Meduza, le média qui défie le Kremlin


PROPOS RECUEILLIS PAR EDGAR BLOCH*

Media en ligne russe indépendant, fondé en 2014, Meduza, diffuse des informations sur la guerre en Ukraine aux Russes et au monde entier. Entretien avec son rédacteur en chef Ivan Kolpakov (photo DR).

A quoi ressemble la vie quotidienne d’un rédacteur en chef comme vous à Meduza?

L’invasion en Ukraine a constitué un grand tournant. Nous sommes soudainement devenus un grand média russe et avons répondu au défi de travailler sans relâche 24heures sur 24, tout en évacuant 23 personnes de Russie dans les premières semaines de l’invasion. Par ailleurs, nous avons rencontré des problèmes en raison des sanctions financières occidentales prises contre la Russie, Meduza se trouvant en Lettonie, dans l’UE. Par la publicité, les firmes russes ont aussi largement répondu à nos demandes, nous considérant attractifs.

Vous devez quand même chercher d’autres financements?

Depuis avril 2021, nous étions déjà discriminés, estampillés comme ennemi de la Russie. Mais avec notre directrice Galina Timchenko, toute notre équipe s’est mobilisée pour résister. Avec la guerre, le 24 février dernier, nous avons en effet perdu d’un coup 33’000 donateurs réguliers qui nous versaient de l’argent chaque mois, le 24 février. Nous nous sommes alors tournés vers le crowdfunding. Notre campagne a abouti auprès de beaucoup de contributeurs venant d’Europe et d’Amérique du Nord. 50% de nos objectifs sont aujourd’hui atteints, même s’il reste beaucoup à faire.

Comment est organisée votre rédaction depuis l’exil?

Aujourd’hui la majorité de nos employés travaillent depuis Riga. Avant l’invasion, des journalistes et des correspondants étrangers couvraient encore le terrain de manière ouverte. Malgré le départ de notre personnel de Russie, nous y conservons discrètement des journalistes. D’autres œuvrent également en Ukraine et en Europe.

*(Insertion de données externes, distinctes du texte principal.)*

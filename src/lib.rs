//! Sticker Sheets Library
//!
//! Lays out QR keychain stickers on A3 sheets and writes a print-ready PDF.
//! This library provides functionality to:
//! - Scan a directory of QR images named by numeric identifier
//! - Resolve per-identifier logo overrides with a default fallback
//! - Place rows of die-cut circles on a fixed two-column grid
//! - Render ID labels, logos and QR codes with cut guides onto PDF pages
//! - Report run statistics and degradation warnings
//!
//! # Example
//!
//! ```no_run
//! use sticker_sheets::layout::GridConfig;
//! use sticker_sheets::overrides::OverrideMap;
//! use sticker_sheets::pdf::{generate_sheets, SheetOptions};
//! use std::path::PathBuf;
//!
//! let options = SheetOptions {
//!     qr_dir: PathBuf::from("qrs"),
//!     default_logo: PathBuf::from("logo.png"),
//!     overrides: OverrideMap::new(),
//!     output_path: PathBuf::from("sticker-sheets.pdf"),
//!     config: GridConfig::a3(),
//! };
//!
//! let result = generate_sheets(&options).expect("Failed to generate sheets");
//! println!("{} pages written", result.total_pages);
//! ```

pub mod catalog;
pub mod error;
pub mod layout;
pub mod overrides;
pub mod pdf;

// Re-export commonly used items
pub use error::{Error, Result};
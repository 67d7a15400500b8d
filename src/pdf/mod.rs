//! PDF generation module

pub mod content;
pub mod images;
pub mod metadata;
pub mod sheet;

// Re-export commonly used items
pub use images::{ImageHandle, ImageStore};
pub use metadata::{summarize, PdfSummary};
pub use sheet::{generate_sheets, pages_needed, render_document, RunResult, SheetOptions};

Parvenez-vous à protéger la confidentialité de vos sources et surtout leur sécurité dans un environnement de plus en plus difficile ?

Oui, mais les choses ont toujours fonctionné de la sorte chez Meduza. Dès le début en 2014, les journalistes sur le terrain ont acquis à la fois une sacrée expérience et une forte personnalité. Ils mesurent bien le danger et la pression extrême. Nous avons appris à nous montrer très prudent à ce sujet, tout reportage pouvant être risqué. Nos sources ne sont pas uniques et montent jusqu’au Kremlin. Assurer leur confidentialité est un gros défi.

Quels sont vos lecteurs?

A nos débuts en 2014, on est parti de zéro, comme un média expérimental. Nous avons alors travaillé pour les plus grands médias russes. Or, ceux-ci sont très conservateurs et il est difficile d’effectuer des changements. Nous avons expérimenté de nouvelles formes de journalisme et de technologie. Meduza produit plusieurs plateformes et a développé un service plurilinguistique (russe anglais), de nouveaux designs et photos. Des changements probants: aujourd’hui, plus de 50 % de nos lecteurs ont moins de 35 ans. Un résultat exceptionnel, car ce public a de l’argent, veut vivre dans un autre monde, est éduqué et tourné vers les valeurs de l’occident. Ces personnes considèrent l’invasion du 24 février dernier comme une catastrophe et veulent une Ukraine libre. Dans les universités et les grandes villes Meduza est le média numéro 1.

Pouvez-vous mesurer votre influence sur l’opinion publique russe qui a un accès très limité par les autorités à une information libre?

Difficile à se montrer précis, mais Meduza est un des rares médias à avoir su répondre à l’interdiction d’exercer un journalisme indépendant en Russie. Notre application, mise à jour après avoir été bloquée, rencontre le succès. Le nombre de téléchargements a été multiplié par trois depuis l’invasion. Notre jeune audience, nous privilégie. Nos lecteurs savent utiliser les VPN et sont habitués au multimédia. Nous avons essayé d’établir un écosystème en mesure d’éviter les blocages russes. On peut nous lire sur Telegram, sur le courriel. Le grand nombre de reportages en provenance d’Ukraine est apprécié.

* Co-président d’impressum. L’interview sera publiée dans le rapport annuel 2022 de cette organisation faîtière du journalisme suisse.